- Occupation: Customer service consultant
- Years active: 1982–present
- Organization: Telephone Doctor
- Known for: Telephone skills training
- Spouse: Dick Friedman
- Children: David, Linda

= Nancy Friedman =

American customer service and telephone skills consultant

Nancy J. Friedman (born 1939/1940) is an American customer service and telephone skills consultant. She is also known as her business persona the "Telephone Doctor"

Nancy Friedman is founder and president of Telephone Doctor, a customer-service training company based in St. Louis, Missouri. She also appears as spokesperson in the company's video training programs. Friedman controls the registered trademark and dotcom domain for "Telephone Doctor".

== Biography ==
Friedman and her husband, Dick Friedman, were originally from Chicago. Friedman has one year of college from the University of Miami. Friedman worked as an actress in San Diego in the 1960s. In 1964, she and her husband bought a radio station and then in 1967, they bought another radio station in St. Louis, Missouri. In 1967, she and her husband moved to St. Louis. In St. Louis, she did promotions for a weather-forecast service, Weatherline, which she started up with her husband in 1968. She also continued to act, doing several shows a year and winning the Golden Globe Atlas Award for "best comedy actress."

== Career ==

In 1982, after being treated rudely in a routine call to her insurance agent, Friedman both canceled her policies and started the "desk drawer" one-woman business Telephone Doctor to train employees in telephone etiquette. The insurer company asked "how it should be done" and invited Friedman to demonstrate polite customer service to its representatives, leading to Friedman providing customer-service seminars to other corporations and associations. Friedman's first seminar earned 38 cents in profit. "Telephone Doctor" was named by Friedman's second client, a Davenport, Iowa newspaper editor.
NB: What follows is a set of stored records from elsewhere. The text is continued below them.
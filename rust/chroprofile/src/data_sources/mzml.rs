//! [`RawReader`] over mzML files, backed by `mzdata`.
//!
//! Spectrum numbers are taken from the `scan=N` part of the native id when
//! there is one (Thermo conversions), otherwise they are `index + 1`.

use mzdata::io::{
    DetailLevel,
    MzMLReader,
};
use mzdata::prelude::*;
use once_cell::sync::Lazy;
use regex::Regex;
use std::collections::BTreeMap;
use std::fs::File;
use std::path::Path;
use tracing::debug;

use crate::errors::{
    RawReadingError,
    Result,
};
use crate::models::Peak;
use crate::traits::RawReader;

static NATIVE_SCAN_NUMBER: Lazy<Regex> =
    Lazy::new(|| Regex::new(r"scan=(\d+)").expect("scan number pattern is valid"));

#[derive(Debug, Clone, Copy)]
struct SpectrumHeader {
    index: usize,
    ms_level: u8,
    retention_time: f64,
}

pub struct MzMLRawReader {
    reader: MzMLReader<File>,
    headers: BTreeMap<u32, SpectrumHeader>,
}

fn scan_number_from_id(id: &str, index: usize) -> u32 {
    NATIVE_SCAN_NUMBER
        .captures(id)
        .and_then(|caps| caps.get(1))
        .and_then(|m| m.as_str().parse().ok())
        .unwrap_or(index as u32 + 1)
}

impl MzMLRawReader {
    pub fn open(path: &Path) -> Result<Self> {
        let mut reader = MzMLReader::open_path(path).map_err(|e| RawReadingError::Open {
            path: path.to_path_buf(),
            source: e.to_string(),
        })?;

        // Headers only, the binary arrays are decoded on demand.
        reader.set_detail_level(DetailLevel::MetadataOnly);
        let mut headers = BTreeMap::new();
        for index in 0..reader.len() {
            let Some(spectrum) = reader.get_spectrum_by_index(index) else {
                continue;
            };
            headers.insert(
                scan_number_from_id(spectrum.id(), index),
                SpectrumHeader {
                    index,
                    ms_level: spectrum.ms_level(),
                    retention_time: spectrum.start_time(),
                },
            );
        }
        reader.set_detail_level(DetailLevel::Full);
        debug!("Read {} spectrum headers from {}", headers.len(), path.display());

        Ok(Self { reader, headers })
    }

    fn header(&self, scan: u32) -> Result<SpectrumHeader> {
        self.headers
            .get(&scan)
            .copied()
            .ok_or_else(|| RawReadingError::SpectrumNotFound { scan }.into())
    }
}

impl RawReader for MzMLRawReader {
    fn first_spectrum_number(&self) -> u32 {
        self.headers.keys().next().copied().unwrap_or(0)
    }

    fn last_spectrum_number(&self) -> u32 {
        self.headers.keys().next_back().copied().unwrap_or(0)
    }

    fn ms_level(&mut self, scan: u32) -> Result<Option<u8>> {
        Ok(self.headers.get(&scan).map(|h| h.ms_level))
    }

    fn retention_time(&mut self, scan: u32) -> Result<f64> {
        Ok(self.header(scan)?.retention_time)
    }

    fn peak_list(&mut self, scan: u32) -> Result<Vec<Peak>> {
        let header = self.header(scan)?;
        let spectrum = self
            .reader
            .get_spectrum_by_index(header.index)
            .ok_or(RawReadingError::SpectrumNotFound { scan })?;
        let Some(arrays) = spectrum.raw_arrays() else {
            return Ok(Vec::new());
        };
        let mzs = arrays
            .mzs()
            .map_err(|e| RawReadingError::Other(format!("scan {}: {}", scan, e)))?;
        let intensities = arrays
            .intensities()
            .map_err(|e| RawReadingError::Other(format!("scan {}: {}", scan, e)))?;

        let mut peaks: Vec<Peak> = mzs
            .iter()
            .zip(intensities.iter())
            .filter(|(_, inten)| **inten > 0.0)
            .map(|(&mz, &intensity)| Peak { mz, intensity })
            .collect();
        peaks.sort_by(|a, b| a.mz.total_cmp(&b.mz));
        Ok(peaks)
    }
}
use chrono::{DateTime, Utc};
use kernel::id::{IncidentId, OfficerId, WorkerId};

use crate::domain::entity::complaint::case_number;
use crate::domain::value_object::severity::Severity;

/// Police log entry against a worker
#[derive(Debug, Clone)]
pub struct Incident {
    pub incident_id: IncidentId,
    /// `INC-{year}-{mmddHHMMSS}`
    pub incident_number: String,
    pub worker_id: WorkerId,
    pub officer_id: OfficerId,
    pub title: String,
    pub description: String,
    pub incident_type: String,
    pub severity: Severity,
    pub incident_date: DateTime<Utc>,
    pub location: Option<String>,
    pub action_taken: Option<String>,
    pub created_at: DateTime<Utc>,
}

/// New incident fields supplied by the officer
#[derive(Debug, Clone)]
pub struct IncidentReport {
    pub title: String,
    pub description: String,
    pub incident_type: String,
    pub severity: Severity,
    pub incident_date: DateTime<Utc>,
    pub location: Option<String>,
    pub action_taken: Option<String>,
}

impl Incident {
    pub fn log(worker_id: WorkerId, officer_id: OfficerId, report: IncidentReport) -> Self {
        let now = Utc::now();
        Self {
            incident_id: IncidentId::new(),
            incident_number: case_number("INC", now),
            worker_id,
            officer_id,
            title: report.title,
            description: report.description,
            incident_type: report.incident_type,
            severity: report.severity,
            incident_date: report.incident_date,
            location: report.location,
            action_taken: report.action_taken,
            created_at: now,
        }
    }

    pub fn risk_increment(&self) -> i32 {
        self.severity.risk_increment()
    }
}

/// Incident as listed to officers, with the worker it concerns
#[derive(Debug, Clone)]
pub struct IncidentListing {
    pub incident: Incident,
    pub worker_name: Option<String>,
    pub worker_identifier: Option<String>,
}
The company, Telephone Doctor, was founded by Friedman in 1983. By 1986, her business, co-owned with her husband, Dick Friedman and her son, David, was a subsidiary of Weatherline and Sportsline. By 1987, she was doing three to four seminars a week. She and her husband began creating training videos because she didn't have enough time to do all the seminars people were asking for. By 1994, Telephone Doctor employed 23 staff members and had annual worldwide sales of $2 million. The company moved to a new building with a theater that same year. Also in 1994, the company acquired World Telecom Associates.

The company also did surveys to find out what phrases frustrated callers the most. Friedman tried going on television to increase her business's exposure, but later found that creating close relationships with clients worked better for her type of business. In 2007, the company made $3 million.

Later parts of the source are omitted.